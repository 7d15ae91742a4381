//! The fleet-wide deployment session (§4.1): accepts target/group registrations,
//! composes parallelism limiters, aggregates per-target errors, and drives
//! cancellation across every in-flight apply.
//!
//! Grounded on the same `tokio::spawn` + collect-and-await-all shape the corpus's
//! Postgres fleet-migration tool uses for `phase_dump_all`/`phase_restore_all`:
//! registration (`begin_applying*`) only constructs and spawns a task and never
//! suspends (§5); `complete_applying` is the sole `async fn` that awaits everything.

use std::sync::atomic::{AtomicUsize, Ordering};
use std::sync::Arc;

use async_trait::async_trait;
use tokio::sync::Mutex;
use tokio::task::JoinHandle;
use tokio_util::sync::CancellationToken;

use crate::error::{SessionError, SessionFailure, TaggedError};
use crate::limiter::{CompositeLimiter, Limiter, SemaphoreLimiter};
use crate::target::{Target, TargetGroup};

/// Session-wide configuration (§1.1, §3.1), in the style of `refinery_core::config::Config`:
/// a plain, `serde`-derivable struct with a fluent `with_*` builder API.
#[derive(Clone, Debug, serde::Serialize, serde::Deserialize)]
pub struct SessionOptions {
    /// Global cap on concurrently running per-action operations. `0` means
    /// "use the logical CPU count."
    pub max_parallelism: usize,
    /// Cap on concurrent per-action operations for any one target. `0` means
    /// "use the logical CPU count."
    pub max_parallelism_per_target: usize,
    /// Threshold of tolerated failed targets before the session cancels remaining work.
    pub max_error_count: usize,
    /// Suppresses side effects at the connection layer (§4.7).
    pub is_what_if_mode: bool,
}

impl Default for SessionOptions {
    fn default() -> Self {
        SessionOptions {
            max_parallelism: 0,
            max_parallelism_per_target: 0,
            max_error_count: 0,
            is_what_if_mode: false,
        }
    }
}

impl SessionOptions {
    pub fn new() -> Self {
        Self::default()
    }

    pub fn with_max_parallelism(mut self, value: usize) -> Self {
        self.max_parallelism = value;
        self
    }

    pub fn with_max_parallelism_per_target(mut self, value: usize) -> Self {
        self.max_parallelism_per_target = value;
        self
    }

    pub fn with_max_error_count(mut self, value: usize) -> Self {
        self.max_error_count = value;
        self
    }

    pub fn with_what_if_mode(mut self, value: bool) -> Self {
        self.is_what_if_mode = value;
        self
    }

    fn effective_max_parallelism(&self) -> usize {
        effective_or_cpus(self.max_parallelism)
    }
}

fn effective_or_cpus(requested: usize) -> usize {
    if requested == 0 {
        num_cpus::get()
    } else {
        requested
    }
}

/// Strategy object standing in for the source design's mutable-base-class
/// `ApplyCoreAsync` override (§9 design note): the session drives parallelism and
/// error handling, the caller supplies *what* an apply against one target does.
#[async_trait]
pub trait TargetApplicator: Send + Sync {
    async fn apply(&self, target: &Target, limiter: Arc<dyn Limiter>, cancel: CancellationToken) -> Result<(), SessionFailure>;
}

/// A fleet-wide deployment session. Owns the cancellation token every registered
/// apply observes, the global parallelism limiter, and the running error tally.
pub struct Session {
    cancel: CancellationToken,
    global_limiter: Arc<dyn Limiter>,
    options: SessionOptions,
    error_count: Arc<AtomicUsize>,
    errors: Arc<Mutex<Vec<TaggedError>>>,
    handles: Vec<JoinHandle<()>>,
}

impl Session {
    pub fn new(options: SessionOptions) -> Self {
        let effective = options.effective_max_parallelism();
        let global_limiter: Arc<dyn Limiter> = Arc::new(SemaphoreLimiter::new(effective, effective));
        Session {
            cancel: CancellationToken::new(),
            global_limiter,
            options,
            error_count: Arc::new(AtomicUsize::new(0)),
            errors: Arc::new(Mutex::new(Vec::new())),
            handles: Vec::new(),
        }
    }

    pub fn options(&self) -> &SessionOptions {
        &self.options
    }

    /// `HasErrors` (§4.1): observable while the session is still running.
    pub fn has_errors(&self) -> bool {
        self.error_count.load(Ordering::SeqCst) > 0
    }

    pub fn error_count(&self) -> usize {
        self.error_count.load(Ordering::SeqCst)
    }

    /// Explicit cancellation, for tests (§5: "`Cancel()` for tests").
    pub fn cancel(&self) {
        self.cancel.cancel();
    }

    /// Registers a single-target apply with an explicit per-target action parallelism
    /// cap (§4.1: `BeginApplying(target, maxParallelism)`). Synchronous: only
    /// constructs the composed limiter and spawns a task.
    pub fn begin_applying(&mut self, target: Target, max_parallelism_per_target: usize, applicator: Arc<dyn TargetApplicator>) {
        let effective = effective_or_cpus(max_parallelism_per_target);
        let per_target: Arc<dyn Limiter> = Arc::new(SemaphoreLimiter::new(max_parallelism_per_target, effective));
        let limiter: Arc<dyn Limiter> = Arc::new(CompositeLimiter::new(self.global_limiter.clone(), per_target));
        self.spawn_target(target, limiter, applicator);
    }

    /// Registers a group apply (§4.1): one task per target in the group, each bounded
    /// by `min(global, groupPerTarget)` via a three-way composed limiter (§4.2). Every
    /// target's task is spawned immediately rather than gated behind a separate
    /// "max parallel targets" governor — see DESIGN.md ("group fan-out width").
    pub fn begin_applying_group(&mut self, group: TargetGroup, applicator: Arc<dyn TargetApplicator>) {
        let group_limiter: Arc<dyn Limiter> =
            Arc::new(SemaphoreLimiter::new(group.max_parallelism(), group.max_parallelism()));
        for target in group.targets().to_vec() {
            let per_target_limit = group.max_parallelism_per_target();
            let per_target: Arc<dyn Limiter> = Arc::new(SemaphoreLimiter::new(per_target_limit, per_target_limit));
            let group_and_global: Arc<dyn Limiter> = Arc::new(CompositeLimiter::new(self.global_limiter.clone(), group_limiter.clone()));
            let limiter: Arc<dyn Limiter> = Arc::new(CompositeLimiter::new(group_and_global, per_target));
            self.spawn_target(target, limiter, applicator.clone());
        }
    }

    fn spawn_target(&mut self, target: Target, limiter: Arc<dyn Limiter>, applicator: Arc<dyn TargetApplicator>) {
        let cancel = self.cancel.clone();
        let error_count = self.error_count.clone();
        let errors = self.errors.clone();
        let max_error_count = self.options.max_error_count;
        let session_cancel = self.cancel.clone();
        let full_name = target.full_display_name();

        let handle = tokio::spawn(async move {
            if cancel.is_cancelled() {
                return;
            }
            if let Err(err) = applicator.apply(&target, limiter, cancel.clone()).await {
                if cancel.is_cancelled() {
                    // A failing apply can race a cancellation that was already in
                    // flight; treat that as a graceful stop, not a reported error.
                    return;
                }
                let tagged = TaggedError::new(full_name, err);
                log::error!(target: "flotilla::session", "{tagged}");
                errors.lock().await.push(tagged);
                let n = error_count.fetch_add(1, Ordering::SeqCst) + 1;
                if n > max_error_count {
                    session_cancel.cancel();
                }
            }
        });
        self.handles.push(handle);
    }

    /// Awaits completion of every registered apply (§4.1). `external_cancel` is
    /// additionally observed for the duration of the wait.
    pub async fn complete_applying(mut self, external_cancel: CancellationToken) -> Result<(), SessionError> {
        let handles = std::mem::take(&mut self.handles);

        let watched_cancel = self.cancel.clone();
        let watcher = tokio::spawn(async move {
            external_cancel.cancelled().await;
            watched_cancel.cancel();
        });

        for handle in handles {
            let _ = handle.await;
        }
        watcher.abort();

        let was_cancelled = self.cancel.is_cancelled();
        let mut guard = self.errors.lock().await;
        let errors = std::mem::take(&mut *guard);
        drop(guard);

        if was_cancelled && errors.is_empty() {
            return Err(SessionError::Cancelled);
        }
        match errors.len() {
            0 => Ok(()),
            1 => Err(SessionError::Single(errors.into_iter().next().expect("len == 1"))),
            _ => Err(SessionError::Aggregate(errors)),
        }
    }
}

**How to complete this task**
Everything from the line containing "let _ = handle.await;" to the last line of the data above must be set down exactly, both ends included, with no other lines.

**Finished exercise**
            let _ = handle.await;
        }
        watcher.abort();

        let was_cancelled = self.cancel.is_cancelled();
        let mut guard = self.errors.lock().await;
        let errors = std::mem::take(&mut *guard);
        drop(guard);

        if was_cancelled && errors.is_empty() {
            return Err(SessionError::Cancelled);
        }
        match errors.len() {
            0 => Ok(()),
            1 => Err(SessionError::Single(errors.into_iter().next().expect("len == 1"))),
            _ => Err(SessionError::Aggregate(errors)),
        }
    }
}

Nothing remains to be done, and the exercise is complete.